Rulers, supreme and subordinate, are elected to office who are devoid of Scriptural qualifications, and many of them are irreligious, infidel, and immoral.  The requirements of God’s Word are overlooked equally by those who choose and those who are chosen.  Papists, open enemies of Scriptural truth, have, by the Roman Catholic Emancipation Act, been raised to power, and exalted to a place in the councils of the nation; and Popery, Prelacy, Erastianism, and Infidelity, exercise a preponderating influence in the administration of the affairs of the nation, not only preventing the progress of evangelical truth, but likewise provoking the Most High to send upon us heavy and repeated judgments.  The nation, by its rulers, makes no proper acknowledgment of the Lord’s Anointed, but is often found in league with His enemies, and in open hostility to His laws and the interests of His kingdom.  Wicked and idolatrous systems are fostered and encouraged by the State, and the national treasures applied to their support.  While public endowments are given to ministers of evangelical sentiments, and to the abettors of Socinian and Arian heresies, on principles sinful on the part of the State, the recipients are not only degraded, but involved in the sin of the rulers.  Public property is largely appropriated to uphold an unscriptural hierarchy in England and Ireland, and an Erastian Presbyterian establishment in Scotland, to endow the Popish College of Maynooth, to support the Popish hierarchy in Canada and Malta, and to propagate the destructive delusions of Popery in other British colonies and dependencies.
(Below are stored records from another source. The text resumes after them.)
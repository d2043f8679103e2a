/// Export options and the printer profile written into slicer projects
use serde::{Deserialize, Serialize};

use crate::error::ExportResult;

/// Which packaged manufacturing layout to emit
#[derive(Debug, Clone, Copy, PartialEq, Eq, Default, Serialize, Deserialize)]
#[serde(rename_all = "snake_case")]
pub enum FeatureLevel {
    /// Single model part with a `<basematerials>` block.
    Minimal,
    /// Component objects, per-part extruder metadata and project settings.
    #[default]
    SlicerCompatible,
}

/// Fixed printer and process defaults for slicer projects
#[derive(Debug, Clone, PartialEq, Serialize, Deserialize)]
#[serde(default)]
pub struct PrinterProfile {
    /// Bed width in mm.
    pub bed_width: f64,
    /// Bed depth in mm.
    pub bed_depth: f64,
    pub print_height: f64,
    pub nozzle_diameter: f64,
    pub layer_height: f64,
    pub filament_type: String,
    /// Filament colour entries are padded up to this count (never below two).
    pub min_filament_slots: usize,
}

impl Default for PrinterProfile {
    fn default() -> Self {
        Self {
            bed_width: 180.0,
            bed_depth: 180.0,
            print_height: 180.0,
            nozzle_diameter: 0.4,
            layer_height: 0.2,
            filament_type: "PLA".to_string(),
            min_filament_slots: 2,
        }
    }
}

#[derive(Debug, Clone, PartialEq, Serialize, Deserialize)]
#[serde(default)]
pub struct ExportOptions {
    /// Free text for the 80-byte binary mesh header; truncated to fit.
    pub stl_header: String,
    pub feature_level: FeatureLevel,
    pub printer: PrinterProfile,
    /// Application name recorded in generated documents.
    pub generator: String,
}

impl Default for ExportOptions {
    fn default() -> Self {
        Self {
            stl_header: "Binary STL exported by ex3d".to_string(),
            feature_level: FeatureLevel::SlicerCompatible,
            printer: PrinterProfile::default(),
            generator: format!("ex3d {}", env!("CARGO_PKG_VERSION")),
        }
    }
}

impl ExportOptions {
    /// Parse options from JSON, any missing field taking its default
    pub fn from_json(json: &str) -> ExportResult<Self> {
        Ok(serde_json::from_str(json)?)
    }
}

#[cfg(test)]
mod tests {
    use super::*;

    #[test]
    fn test_default_profile() {
        let profile = PrinterProfile::default();
        assert_eq!(profile.bed_width, 180.0);
        assert_eq!(profile.bed_depth, 180.0);
        assert_eq!(profile.print_height, 180.0);
        assert_eq!(profile.nozzle_diameter, 0.4);
        assert_eq!(profile.layer_height, 0.2);
        assert_eq!(profile.min_filament_slots, 2);
    }

    #[test]
    fn test_partial_json_overrides() {
        let options =
            ExportOptions::from_json(r#"{"feature_level": "minimal", "printer": {"layer_height": 0.12}}"#)
                .unwrap();
        assert_eq!(options.feature_level, FeatureLevel::Minimal);
        assert_eq!(options.printer.layer_height, 0.12);
        assert_eq!(options.printer.nozzle_diameter, 0.4);
    }
}
/// Affine transforms for scene nodes and the per-leaf vertex transformer
use nalgebra::{Matrix4, Point3, Vector3};
use serde::{Deserialize, Serialize};

/// Rotation around three axes (in radians), applied in Z, Y, X order
#[derive(Debug, Clone, Copy, PartialEq, Serialize, Deserialize)]
pub struct RotationState {
    pub x: f64,
    pub y: f64,
    pub z: f64,
}

impl RotationState {
    pub fn new(x: f64, y: f64, z: f64) -> Self {
        Self { x, y, z }
    }

    pub fn zero() -> Self {
        Self {
            x: 0.0,
            y: 0.0,
            z: 0.0,
        }
    }
}

impl Default for RotationState {
    fn default() -> Self {
        Self::zero()
    }
}

/// A node's transform relative to its parent: scale, then rotate, then translate.
#[derive(Debug, Clone, Copy, PartialEq, Serialize, Deserialize)]
#[serde(default)]
pub struct LocalTransform {
    pub translation: Vector3<f64>,
    pub rotation: RotationState,
    pub scale: Vector3<f64>,
}

impl LocalTransform {
    pub fn identity() -> Self {
        Self {
            translation: Vector3::zeros(),
            rotation: RotationState::zero(),
            scale: Vector3::new(1.0, 1.0, 1.0),
        }
    }

    pub fn from_translation(x: f64, y: f64, z: f64) -> Self {
        Self {
            translation: Vector3::new(x, y, z),
            ..Self::identity()
        }
    }

    pub fn with_rotation(mut self, rotation: RotationState) -> Self {
        self.rotation = rotation;
        self
    }

    pub fn with_scale(mut self, sx: f64, sy: f64, sz: f64) -> Self {
        self.scale = Vector3::new(sx, sy, sz);
        self
    }

    /// The 4x4 matrix `T * R * S`.
    pub fn matrix(&self) -> Matrix4<f64> {
        Transform::translation_matrix(self.translation.x, self.translation.y, self.translation.z)
            * Transform::rotation_matrix(&self.rotation)
            * Transform::scale_matrix(self.scale.x, self.scale.y, self.scale.z)
    }
}

impl Default for LocalTransform {
    fn default() -> Self {
        Self::identity()
    }
}

/// Transform builder for 3D transformations
pub struct Transform;

impl Transform {
    /// Create a rotation matrix from a rotation state
    pub fn rotation_matrix(rotation: &RotationState) -> Matrix4<f64> {
        let rx = Matrix4::new_rotation(Vector3::new(rotation.x, 0.0, 0.0));
        let ry = Matrix4::new_rotation(Vector3::new(0.0, rotation.y, 0.0));
        let rz = Matrix4::new_rotation(Vector3::new(0.0, 0.0, rotation.z));

        rz * ry * rx
    }

    pub fn translation_matrix(x: f64, y: f64, z: f64) -> Matrix4<f64> {
        Matrix4::new_translation(&Vector3::new(x, y, z))
    }

    pub fn scale_matrix(sx: f64, sy: f64, sz: f64) -> Matrix4<f64> {
        Matrix4::new_nonuniform_scaling(&Vector3::new(sx, sy, sz))
    }

    /// Compose a child's local transform onto its parent's world transform
    pub fn compose(parent_world: &Matrix4<f64>, local: &LocalTransform) -> Matrix4<f64> {
        parent_world * local.matrix()
    }
}

/// Apply a world transform to local vertex positions.
///
/// Always allocates a fresh output list; the input is never touched.
pub fn transform_vertices(local: &[Point3<f64>], world: &Matrix4<f64>) -> Vec<Point3<f64>> {
    local.iter().map(|p| world.transform_point(p)).collect()
}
We lament the defects and evil principles of many of the educational institutions of the nation, and particularly of the Queen’s Colleges and National system of Education in Ireland.  The Word of God is dishonoured by not being recognised as the basis of moral and religious instruction, and by the restrictions placed on it in these seminaries.  Neither is there provision made to secure for the pupil sound instruction in religion and morality, while, by the regulations of both colleges and schools, error is protected.  We deplore the sin of the nation in its connexion with these things, and especially the sanction and encouragement given to the National System by evangelical Christians of different denominations.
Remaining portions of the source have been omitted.